→ **Exercise goal**
Which lines of the records below contain the word "NotFound"? Show each one.

[Dataset entries]
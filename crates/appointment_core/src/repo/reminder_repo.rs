//! Durable queue of pending reminders.
//!
//! Pending reminders are persisted next to their appointments so a restarted
//! process can re-arm them instead of silently losing them.

use crate::model::appointment::AppointmentId;
use crate::model::reminder::ReminderTask;
use crate::repo::appointment_repo::RepoResult;

/// Storage contract for pending reminder tasks, keyed by appointment id.
pub trait ReminderRepository: Send + Sync {
    /// Inserts or replaces the pending reminder for `task.appointment_id`.
    ///
    /// Fails with `NotFound` when the appointment does not exist.
    fn save_reminder(&self, task: &ReminderTask) -> RepoResult<()>;
    /// Removes the pending reminder; returns whether one existed.
    fn delete_reminder(&self, appointment_id: AppointmentId) -> RepoResult<bool>;
    /// Returns pending reminders ordered by fire time.
    fn list_reminders(&self) -> RepoResult<Vec<ReminderTask>>;
}
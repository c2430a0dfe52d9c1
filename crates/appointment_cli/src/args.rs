//! Command-line argument parsing.

use appointment_core::NewAppointment;
use std::error::Error;
use std::fmt::{Display, Formatter};

pub const USAGE: &str = "\
Usage: appointment <command> [options]

Commands:
  create --name <name> --phone <phone> --date <YYYY-MM-DD> --time <HH:MM> --reason <reason>
  list
  get <id>
  cancel <id>
  run        deliver stored reminders, picking up new ones, until Ctrl-C
  version
  help";

#[derive(Debug, Clone, PartialEq, Eq)]
pub enum Command {
    Create(NewAppointment),
    List,
    Get(String),
    Cancel(String),
    Run,
    Version,
    Help,
}

#[derive(Debug, Clone, PartialEq, Eq)]
pub enum ArgsError {
    MissingCommand,
    UnknownCommand(String),
    MissingValue(&'static str),
    MissingArgument(&'static str),
    UnexpectedArgument(String),
}

impl Display for ArgsError {
    fn fmt(&self, f: &mut Formatter<'_>) -> std::fmt::Result {
        match self {
            Self::MissingCommand => write!(f, "no command given"),
            Self::UnknownCommand(command) => write!(f, "unknown command `{command}`"),
            Self::MissingValue(flag) => write!(f, "flag `{flag}` requires a value"),
            Self::MissingArgument(name) => write!(f, "missing required argument <{name}>"),
            Self::UnexpectedArgument(arg) => write!(f, "unexpected argument `{arg}`"),
        }
    }
}

impl Error for ArgsError {}

/// Parses `args` without the program name.
pub fn parse_args(args: &[String]) -> Result<Command, ArgsError> {
    let Some(command) = args.first() else {
        return Err(ArgsError::MissingCommand);
    };
    let rest = &args[1..];

    match command.as_str() {
        "create" => parse_create(rest).map(Command::Create),
        "list" => no_more(rest).map(|_| Command::List),
        "get" => single_id(rest).map(Command::Get),
        "cancel" => single_id(rest).map(Command::Cancel),
        "run" => no_more(rest).map(|_| Command::Run),
        "version" | "--version" | "-V" => Ok(Command::Version),
        "help" | "--help" | "-h" => Ok(Command::Help),
        other => Err(ArgsError::UnknownCommand(other.to_string())),
    }
}

fn parse_create(args: &[String]) -> Result<NewAppointment, ArgsError> {
    let mut name = None;
    let mut phone = None;
    let mut date = None;
    let mut time = None;
    let mut reason = None;

    let mut i = 0;
    while i < args.len() {
        let slot = match args[i].as_str() {
            "--name" | "-n" => (&mut name, "--name"),
            "--phone" | "-p" => (&mut phone, "--phone"),
            "--date" | "-d" => (&mut date, "--date"),
            "--time" | "-t" => (&mut time, "--time"),
            "--reason" | "-r" => (&mut reason, "--reason"),
            other => return Err(ArgsError::UnexpectedArgument(other.to_string())),
        };
        let (target, flag) = slot;
        let value = args.get(i + 1).ok_or(ArgsError::MissingValue(flag))?;
        *target = Some(value.clone());
        i += 2;
    }

    Ok(NewAppointment {
        name: name.ok_or(ArgsError::MissingArgument("name"))?,
        phone: phone.ok_or(ArgsError::MissingArgument("phone"))?,
        date: date.ok_or(ArgsError::MissingArgument("date"))?,
        time: time.ok_or(ArgsError::MissingArgument("time"))?,
        reason: reason.ok_or(ArgsError::MissingArgument("reason"))?,
    })
}

fn single_id(args: &[String]) -> Result<String, ArgsError> {
    match args {
        [] => Err(ArgsError::MissingArgument("id")),
        [id] => Ok(id.clone()),
        [_, extra, ..] => Err(ArgsError::UnexpectedArgument(extra.clone())),
    }
}

fn no_more(args: &[String]) -> Result<(), ArgsError> {
    match args.first() {
        Some(extra) => Err(ArgsError::UnexpectedArgument(extra.clone())),
        None => Ok(()),
    }
}
//! In-memory record store.
//!
//! Same contract as the SQLite store, without durability. Intended for tests
//! and for embedding where persistence is handled elsewhere.

use crate::model::appointment::{Appointment, AppointmentId, AppointmentStatus};
use crate::model::reminder::ReminderTask;
use crate::repo::appointment_repo::{AppointmentRepository, RepoError, RepoResult};
use crate::repo::reminder_repo::ReminderRepository;
use std::collections::HashMap;
use std::sync::{RwLock, RwLockReadGuard, RwLockWriteGuard};

#[derive(Default)]
struct MemoryState {
    /// Insertion sequence keeps `list` ordering stable across overwrites.
    appointments: HashMap<AppointmentId, (u64, Appointment)>,
    next_seq: u64,
    reminders: HashMap<AppointmentId, ReminderTask>,
}

/// `RwLock`-guarded appointment and reminder maps.
#[derive(Default)]
pub struct InMemoryAppointmentRepository {
    state: RwLock<MemoryState>,
}

impl InMemoryAppointmentRepository {
    pub fn new() -> Self {
        Self::default()
    }

    fn read(&self) -> RepoResult<RwLockReadGuard<'_, MemoryState>> {
        self.state.read().map_err(|_| RepoError::LockPoisoned)
    }

    fn write(&self) -> RepoResult<RwLockWriteGuard<'_, MemoryState>> {
        self.state.write().map_err(|_| RepoError::LockPoisoned)
    }
}

impl AppointmentRepository for InMemoryAppointmentRepository {
    fn put(&self, appointment: &Appointment) -> RepoResult<()> {
        appointment.validate()?;

        let mut state = self.write()?;
        let existing = state.appointments.get(&appointment.id).map(|(seq, _)| *seq);
        let seq = match existing {
            Some(seq) => seq,
            None => {
                state.next_seq += 1;
                state.next_seq
            }
        };
        state
            .appointments
            .insert(appointment.id, (seq, appointment.clone()));
        Ok(())
    }

    fn get(&self, id: AppointmentId) -> RepoResult<Appointment> {
        self.read()?
            .appointments
            .get(&id)
            .map(|(_, appointment)| appointment.clone())
            .ok_or(RepoError::NotFound(id))
    }

    fn list(&self) -> RepoResult<Vec<Appointment>> {
        let state = self.read()?;
        let mut entries: Vec<_> = state.appointments.values().collect();
        entries.sort_by_key(|(seq, _)| *seq);
        Ok(entries
            .into_iter()
            .map(|(_, appointment)| appointment.clone())
            .collect())
    }

    fn update_status(
        &self,
        id: AppointmentId,
        new_status: AppointmentStatus,
    ) -> RepoResult<Appointment> {
        // The write guard spans check and write.
        let mut state = self.write()?;
        let (_, appointment) = state
            .appointments
            .get_mut(&id)
            .ok_or(RepoError::NotFound(id))?;

        if !appointment.status.can_transition_to(new_status) {
            return Err(RepoError::InvalidTransition {
                id,
                from: appointment.status,
                to: new_status,
            });
        }
        appointment.status = new_status;
        Ok(appointment.clone())
    }
}

impl ReminderRepository for InMemoryAppointmentRepository {
    fn save_reminder(&self, task: &ReminderTask) -> RepoResult<()> {
        let mut state = self.write()?;
        if !state.appointments.contains_key(&task.appointment_id) {
            return Err(RepoError::NotFound(task.appointment_id));
        }
        state.reminders.insert(task.appointment_id, task.clone());
        Ok(())
    }

    fn delete_reminder(&self, appointment_id: AppointmentId) -> RepoResult<bool> {
        Ok(self.write()?.reminders.remove(&appointment_id).is_some())
    }

    fn list_reminders(&self) -> RepoResult<Vec<ReminderTask>> {
        let state = self.read()?;
        let mut tasks: Vec<_> = state.reminders.values().cloned().collect();
        tasks.sort_by(|a, b| {
            a.fire_at
                .cmp(&b.fire_at)
                .then_with(|| a.appointment_id.cmp(&b.appointment_id))
        });
        Ok(tasks)
    }
}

→ **Result**
    /// Fails with `NotFound` when the appointment does not exist.
            .ok_or(RepoError::NotFound(id))
            .ok_or(RepoError::NotFound(id))?;
            return Err(RepoError::NotFound(task.appointment_id));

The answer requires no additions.